To my readers: thank you for your support, your honesty, and your patience. I’m learning from this and will do better. To the wider community: I'm sorry.
Big "I'm a mom everything I do is excused because my motherhood" vibes.
All her books seems to be free on digital format and just about $3 on printed paper, and doesn't seem like even for free, a lot of people read it. So it's not like a big scam or something, I doubt she really makes any money with this.
It's bad enough that they are using AI to create their content, but don't they even proof-read it before uploading it? It seems like the most basic requirement, but they don't even seem to be bothering with that.
real authors have editors. If you replace the author with an ai, you still need an editor. There is no version of the current style of ai that can replace an editor.
If only someone had created a proofreading AI.
Prompt: proofread the draft of my novel at a 6th grade reading level.
The future is now, right?
I guess I realise now that the value of something is not what people believe it to be. It is the length of suffering and effort the creator went through.
Something something something
🌍👨🚀🔫👨🚀
I think that's where the world of art appreciation is now quite visibly breaking along a divide that has existed for a while. Some have always just valued the product: means be damned, if the end is enjoyable enough. For others, the process matters; for some even more than the result.
The latter group seems larger, though they may just be more passionate about their views and accordingly vocal (personally, I suspect both are the case, but I don't know of any solid evidence).
Such is the way of new technology: it challenges traditional values. That doesn't mean those values are without merit or have to be overturned, but I think it's valuable that they're challenged at least.
Here's to hoping they stand the test.
Leave your guess for how long we've got till AI apps are spammed everywhere.

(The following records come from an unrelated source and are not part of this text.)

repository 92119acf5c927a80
pub mod config;
pub mod debounce;
pub mod error;
pub mod logger;
pub mod peer;
pub mod session;
pub mod signaling;
pub mod transport;
pub mod utils;

use std::sync::Arc;

pub use config::{load_settings, Settings};
pub use error::SessionError;
pub use session::SessionOrchestrator;

use crate::logger::{LogSink, TracingNotifier};
use crate::peer::ice::IceServerSource;
use crate::peer::WebRtcEngine;
use crate::transport::build_transport;

/// Сессия с движком webrtc-rs, транспортом из настроек и выводом в лог; до Ctrl-C
pub async fn run(settings: Settings) -> Result<(), SessionError> {
    let engine = WebRtcEngine::new().map_err(|e| SessionError::Setup(e.to_string()))?;

    let mut orchestrator = SessionOrchestrator::new(
        Arc::new(engine),
        build_transport(&settings),
        IceServerSource::from_settings(&settings),
        Arc::new(TracingNotifier),
        Arc::new(LogSink),
    );

    orchestrator.start().await?;
    orchestrator
        .run_until(async {
            if let Err(e) = tokio::signal::ctrl_c().await {
                tracing::error!("Failed to listen for Ctrl-C: {e}");
            }
        })
        .await
}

Also for no reason in particular:
They don't mention enshittification - I think Doctorow popularized the term later - but this is a perfect example of a process that contributes to the phenomenon.
I had never thought about it in these terms, but they repeatedly mentioned curation, and it's so clearly a fundamental topic in today's online world.

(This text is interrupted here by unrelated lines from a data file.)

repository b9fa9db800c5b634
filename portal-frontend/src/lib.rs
pub mod config;
pub mod handlers;
pub mod middleware;
pub mod models;
pub mod services;
pub mod startup;
pub mod utils;

use config::AuthSettings;
use services::session_store::SessionStore;

/// Shared application state
#[derive(Clone)]
pub struct AppState {
    pub session_store: SessionStore,
    pub auth: AuthSettings,
}

impl AppState {
    pub fn new(session_store: SessionStore, auth: AuthSettings) -> Self {
        Self {
            session_store,
            auth,
        }
    }
}
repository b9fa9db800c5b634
use axum::{http::header, response::IntoResponse};

pub async fn metrics() -> impl IntoResponse {
    (
        [(header::CONTENT_TYPE, "text/plain; version=0.0.4")],
        crate::services::metrics::get_metrics(),
    )
}
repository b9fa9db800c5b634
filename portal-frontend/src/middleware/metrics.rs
use crate::services::metrics::{HTTP_REQUESTS_TOTAL, HTTP_REQUEST_DURATION};
use axum::{
    extract::{MatchedPath, Request},
    middleware::Next,
    response::Response,
};
use std::time::Instant;

/// Record request count and latency, labelled by route template so
/// `/modules/:id` stays one series.
pub async fn metrics_middleware(req: Request, next: Next) -> Response {
    let start = Instant::now();
    let method = req.method().to_string();
    let path = req
        .extensions()
        .get::<MatchedPath>()
        .map(|matched| matched.as_str().to_string())
        .unwrap_or_else(|| "unmatched".to_string());

    let response = next.run(req).await;

    let status = response.status().as_u16().to_string();
    HTTP_REQUESTS_TOTAL
        .with_label_values(&[&method, &path, &status])
        .inc();
    HTTP_REQUEST_DURATION
        .with_label_values(&[&method, &path])
        .observe(start.elapsed().as_secs_f64());

    response
}
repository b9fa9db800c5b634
//! service-core: Shared infrastructure for the portal services.
pub mod config;
pub mod error;
pub mod middleware;
pub mod observability;

pub use axum;
pub use serde;
pub use serde_json;
pub use tokio;
pub use tracing;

This was an incredible video, thanks for sharing. It gave me a new perspective to consider.
My son and I laughed our asses off over that presentation. Brilliant but kind of disgusting.

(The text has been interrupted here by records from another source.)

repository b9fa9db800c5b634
//! Seam between the session store and the hosted identity service.

use crate::models::{Profile, Session};
use crate::services::storage::StorageError;
use async_trait::async_trait;
use serde::Serialize;
use std::collections::{HashMap, VecDeque};
use std::sync::atomic::{AtomicUsize, Ordering};
use std::sync::{Arc, Mutex, MutexGuard};
use thiserror::Error;
use tokio::sync::{broadcast, Semaphore};

/// Buffered notifications per subscriber before the oldest are dropped.
pub const CHANGE_CHANNEL_CAPACITY: usize = 32;

#[derive(Debug, Clone, Copy, PartialEq, Eq, Serialize)]
#[serde(rename_all = "SCREAMING_SNAKE_CASE")]
pub enum AuthEvent {
    InitialSession,
    SignedIn,
    SignedOut,
    TokenRefreshed,
    UserUpdated,
}

#[derive(Debug, Clone)]
pub struct AuthChange {
    pub event: AuthEvent,
    pub session: Option<Session>,
}

/// Sign-in failures the provider reports for expected reasons. The display
/// text is what the login page shows.
#[derive(Debug, Clone, PartialEq, Eq, Error)]
pub enum AuthError {
    #[error("Incorrect email or password. Please check your credentials and try again.")]
    InvalidCredentials,

    #[error("Please check your email and click the confirmation link before signing in.")]
    EmailUnconfirmed,

    #[error("Too many login attempts. Please wait a few minutes before trying again.")]
    RateLimited,

    #[error("No account found with this email address.")]
    UserNotFound,

    #[error("Unable to sign in. Please check your email and password and try again.")]
    Unknown(String),
}

impl AuthError {
    /// Classify a provider error by its message, machine code or HTTP status.
    pub fn classify(message: &str, error_code: Option<&str>, status: Option<u16>) -> Self {
        let message = message.trim();
        let matches = |expected: &str| message.eq_ignore_ascii_case(expected);

        match error_code {
            Some("invalid_credentials") => return AuthError::InvalidCredentials,
            Some("email_not_confirmed") => return AuthError::EmailUnconfirmed,
            Some("over_request_rate_limit") => return AuthError::RateLimited,
            Some("user_not_found") => return AuthError::UserNotFound,
            _ => {}
        }

        if matches("Invalid login credentials") {
            AuthError::InvalidCredentials
        } else if matches("Email not confirmed") {
            AuthError::EmailUnconfirmed
        } else if matches("Too many requests") || status == Some(429) {
            AuthError::RateLimited
        } else if matches("User not found") {
            AuthError::UserNotFound
        } else {
            AuthError::Unknown(message.to_string())
        }
    }

    pub fn kind(&self) -> &'static str {
        match self {
            AuthError::InvalidCredentials => "invalid_credentials",
            AuthError::EmailUnconfirmed => "email_unconfirmed",
            AuthError::RateLimited => "rate_limited",
            AuthError::UserNotFound => "user_not_found",
            AuthError::Unknown(_) => "unknown",
        }
    }
}

#[derive(Debug, Error)]
pub enum GatewayError {
    #[error(transparent)]
    Auth(#[from] AuthError),

    #[error("Identity service request failed: {0}")]
    Transport(#[from] reqwest::Error),

    #[error("Session storage failed: {0}")]
    Storage(#[from] StorageError),

    #[error(transparent)]
    Unexpected(#[from] anyhow::Error),
}

impl GatewayError {
    /// Connection, timeout or aborted-request failures, as opposed to the
    /// service answering with something we did not expect.
    pub fn is_network(&self) -> bool {
        match self {
            GatewayError::Transport(e) => e.is_connect() || e.is_timeout() || e.is_request(),
            _ => false,
        }
    }
}

/// Subscription to session changes. Dropping it, or calling
/// [`SessionChanges::unsubscribe`], releases the subscription.
pub struct SessionChanges {
    receiver: broadcast::Receiver<AuthChange>,
}

impl SessionChanges {
    pub fn new(receiver: broadcast::Receiver<AuthChange>) -> Self {
        Self { receiver }
    }

    /// Next change, or `None` once the gateway has gone away. A lagging
    /// subscriber skips to the oldest change still buffered.
    pub async fn recv(&mut self) -> Option<AuthChange> {
        loop {
            match self.receiver.recv().await {
                Ok(change) => return Some(change),
                Err(broadcast::error::RecvError::Lagged(skipped)) => {
                    tracing::warn!(skipped, "Session change subscriber lagged");
                }
                Err(broadcast::error::RecvError::Closed) => return None,
            }
        }
    }

    pub fn unsubscribe(self) {}
}

#[async_trait]
pub trait AuthGateway: Send + Sync {
    /// Password sign-in. Expected rejections come back as
    /// [`GatewayError::Auth`]; a success is also announced as `SignedIn`.
    async fn sign_in(&self, email: &str, password: &str) -> Result<Session, GatewayError>;

    /// Local sign-out: clear persisted provider state, revoke remotely in
    /// the background. Implementations report success once local state is
    /// gone.
    async fn sign_out(&self) -> Result<(), GatewayError>;

    /// Session persisted from an earlier run, if still usable.
    async fn current_session(&self) -> Result<Option<Session>, GatewayError>;

    /// Fetch the profile for `user_id`, creating it on first sign-in.
    /// Failures are logged by the gateway and reported as `None`.
    async fn user_profile(&self, user_id: &str) -> Option<Profile>;

    fn subscribe(&self) -> SessionChanges;
}

/// A call the mock holds until the test releases it.
#[derive(Clone)]
pub struct Gate {
    permits: Arc<Semaphore>,
}

impl Gate {
    pub fn new() -> Self {
        Self {
            permits: Arc::new(Semaphore::new(0)),
        }
    }

    pub fn release(&self) {
        self.permits.add_permits(1);
    }

    async fn pass(&self) {
        if let Ok(permit) = self.permits.acquire().await {
            permit.forget();
        }
    }
}

impl Default for Gate {
    fn default() -> Self {
        Self::new()
    }
}

#[derive(Default)]
struct MockAccounts {
    sessions: HashMap<String, (String, Session)>,
    forced_error: Option<AuthError>,
    unexpected_failure: bool,
}

/// Scriptable in-memory gateway for tests and local development.
pub struct MockGateway {
    accounts: Mutex<MockAccounts>,
    current: Mutex<Option<Session>>,
    profiles: Mutex<HashMap<String, Profile>>,
    sign_in_gates: Mutex<VecDeque<Gate>>,
    session_gates: Mutex<VecDeque<Gate>>,
    profile_gates: Mutex<VecDeque<Gate>>,
    fail_sign_out: Mutex<bool>,
    changes: broadcast::Sender<AuthChange>,
    pub sign_in_calls: AtomicUsize,
    pub sign_out_calls: AtomicUsize,
    pub profile_calls: AtomicUsize,
}

impl Default for MockGateway {
    fn default() -> Self {
        Self::new()
    }
}

fn lock<T>(mutex: &Mutex<T>) -> MutexGuard<'_, T> {
    mutex.lock().unwrap_or_else(|poisoned| poisoned.into_inner())
}

impl MockGateway {
    pub fn new() -> Self {
        let (changes, _) = broadcast::channel(CHANGE_CHANNEL_CAPACITY);
        Self {
            accounts: Mutex::new(MockAccounts::default()),
            current: Mutex::new(None),
            profiles: Mutex::new(HashMap::new()),
            sign_in_gates: Mutex::new(VecDeque::new()),
            session_gates: Mutex::new(VecDeque::new()),
            profile_gates: Mutex::new(VecDeque::new()),
            fail_sign_out: Mutex::new(false),
            changes,
            sign_in_calls: AtomicUsize::new(0),
            sign_out_calls: AtomicUsize::new(0),
            profile_calls: AtomicUsize::new(0),
        }
    }

    /// Register credentials that sign in to `session`.
    pub fn with_account(self, email: &str, password: &str, session: Session) -> Self {
        lock(&self.accounts)
            .sessions
            .insert(email.to_string(), (password.to_string(), session));
        self
    }

    pub fn with_current_session(self, session: Session) -> Self {
        *lock(&self.current) = Some(session);
        self
    }

    pub fn with_profile(self, profile: Profile) -> Self {
        lock(&self.profiles).insert(profile.id.clone(), profile);
        self
    }

    /// Every sign-in fails with `error` regardless of credentials.
    pub fn fail_sign_in_with(&self, error: AuthError) {
        lock(&self.accounts).forced_error = Some(error);
    }

    /// Every sign-in fails with a non-auth error.
    pub fn fail_sign_in_unexpectedly(&self) {
        lock(&self.accounts).unexpected_failure = true;
    }

    pub fn fail_sign_out(&self) {
        *lock(&self.fail_sign_out) = true;
    }

    pub fn hold_next_sign_in(&self) -> Gate {
        let gate = Gate::new();
        lock(&self.sign_in_gates).push_back(gate.clone());
        gate
    }

    /// Hold the next `current_session` call until the returned gate is released.
    pub fn hold_next_session_fetch(&self) -> Gate {
        let gate = Gate::new();
        lock(&self.session_gates).push_back(gate.clone());
        gate
    }

    /// Hold the next `user_profile` call until the returned gate is released.
    pub fn hold_next_profile_fetch(&self) -> Gate {
        let gate = Gate::new();
        lock(&self.profile_gates).push_back(gate.clone());
        gate
    }

    /// Publish a change as if the provider had raised it. The stored
    /// session is left alone.
    pub fn emit(&self, event: AuthEvent, session: Option<Session>) {
        let _ = self.changes.send(AuthChange { event, session });
    }

    pub fn current(&self) -> Option<Session> {
        lock(&self.current).clone()
    }
}

#[async_trait]
impl AuthGateway for MockGateway {
    async fn sign_in(&self, email: &str, password: &str) -> Result<Session, GatewayError> {
        self.sign_in_calls.fetch_add(1, Ordering::SeqCst);

        let gate = lock(&self.sign_in_gates).pop_front();
        if let Some(gate) = gate {
            gate.pass().await;
        }

        let session = {
            let accounts = lock(&self.accounts);
            if accounts.unexpected_failure {
                return Err(GatewayError::Unexpected(anyhow::anyhow!(
                    "mock identity service unavailable"
                )));
            }
            if let Some(error) = &accounts.forced_error {
                return Err(error.clone().into());
            }
            match accounts.sessions.get(email) {
                Some((expected, session)) if expected == password => session.clone(),
                _ => return Err(AuthError::InvalidCredentials.into()),
            }
        };

        *lock(&self.current) = Some(session.clone());
        self.emit(AuthEvent::SignedIn, Some(session.clone()));
        Ok(session)
    }

    async fn sign_out(&self) -> Result<(), GatewayError> {
        self.sign_out_calls.fetch_add(1, Ordering::SeqCst);
        *lock(&self.current) = None;
        self.emit(AuthEvent::SignedOut, None);

        if *lock(&self.fail_sign_out) {
            return Err(GatewayError::Unexpected(anyhow::anyhow!(
                "mock revoke failed"
            )));
        }
        Ok(())
    }

    async fn current_session(&self) -> Result<Option<Session>, GatewayError> {
        let gate = lock(&self.session_gates).pop_front();
        if let Some(gate) = gate {
            gate.pass().await;
        }
        Ok(self.current())
    }

    async fn user_profile(&self, user_id: &str) -> Option<Profile> {
        self.profile_calls.fetch_add(1, Ordering::SeqCst);

        let gate = lock(&self.profile_gates).pop_front();
        if let Some(gate) = gate {
            gate.pass().await;
        }
        lock(&self.profiles).get(user_id).cloned()
    }

    fn subscribe(&self) -> SessionChanges {
        SessionChanges::new(self.changes.subscribe())
    }
}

🔥👄🔥 There should be severe consequences for this.
It would suck for the author, Lena McDonald, if anyone who searched for
"Lena McDonald author"
found out about this story.
I get what you're doing but they can just change pennames
They can, but that would at best be a hard reset on their reputation as an author, and unlikely to work long-term
The vibe coders and every person using an LLM can't complain about it. It's fair game.
AI can be ethically used in writing. This is not an example of that. People need to get into the "AI as a tool" mindset. And capitalism causing greed is part of the issue of course.
Writing is a rare form of communication, borderline unique to humans. Because of that, to me, it’s fundamentally unethical to have “AI” “write” anything. It’s insulting to me on a base level, particularly when used for communication.
AI can be a fine tool to get writing inspiration, as with programming. It's not fine as used in this article's example.
Sad disabled person who use AI tools to help communicate noises.
We could also use a model or 2 trained on ethical data.
Until then its pretty easy to argue all ai is unethical.
Would citing all the training sources satisfy the spirit of attribution licenses like CC-BY?